*** GIVEN DATA Section Begins ***

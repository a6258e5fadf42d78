use thiserror::Error;

/// Why the image provider could not produce a raster for a view.
#[derive(Debug, Error)]
pub enum ExportError {
    /// The view kind cannot be rasterized (schedules, legends without content).
    #[error("{0}")]
    Unsupported(String),
    /// The export ran but failed.
    #[error("export failed: {0}")]
    Failed(String),
    #[error("failed to read exported image: {0}")]
    Io(#[from] std::io::Error),
    #[error("failed to decode exported image: {0}")]
    Decode(#[from] image::ImageError),
    /// The export produced a zero-sized raster.
    #[error("exported image is empty")]
    Empty,
}

/// Failure conditions of the preview pipeline.
///
/// None of these are fatal: the session turns each of them into a
/// well-defined state (placeholder content or fallback placement) and keeps
/// polling.
#[derive(Debug, Error)]
pub enum PreviewError {
    #[error("preview not available: {0}")]
    ExportFailure(#[from] ExportError),
    #[error("reference panel window not found")]
    WindowNotFound,
    #[error("image has no pixels")]
    EmptyImage,
}

pub type Result<T, E = PreviewError> = std::result::Result<T, E>;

*** GIVEN DATA Section Ends ***

> _WHAT YOU ARE ASKED TO DO_
Set down the records once more, character for character.

> _EXERCISE RESPONSE_
repository a6258e5fadf42d78
use thiserror::Error;

/// Why the image provider could not produce a raster for a view.
#[derive(Debug, Error)]
pub enum ExportError {
    /// The view kind cannot be rasterized (schedules, legends without content).
    #[error("{0}")]
    Unsupported(String),
    /// The export ran but failed.
    #[error("export failed: {0}")]
    Failed(String),
    #[error("failed to read exported image: {0}")]
    Io(#[from] std::io::Error),
    #[error("failed to decode exported image: {0}")]
    Decode(#[from] image::ImageError),
    /// The export produced a zero-sized raster.
    #[error("exported image is empty")]
    Empty,
}

/// Failure conditions of the preview pipeline.
///
/// None of these are fatal: the session turns each of them into a
/// well-defined state (placeholder content or fallback placement) and keeps
/// polling.
#[derive(Debug, Error)]
pub enum PreviewError {
    #[error("preview not available: {0}")]
    ExportFailure(#[from] ExportError),
    #[error("reference panel window not found")]
    WindowNotFound,
    #[error("image has no pixels")]
    EmptyImage,
}

pub type Result<T, E = PreviewError> = std::result::Result<T, E>;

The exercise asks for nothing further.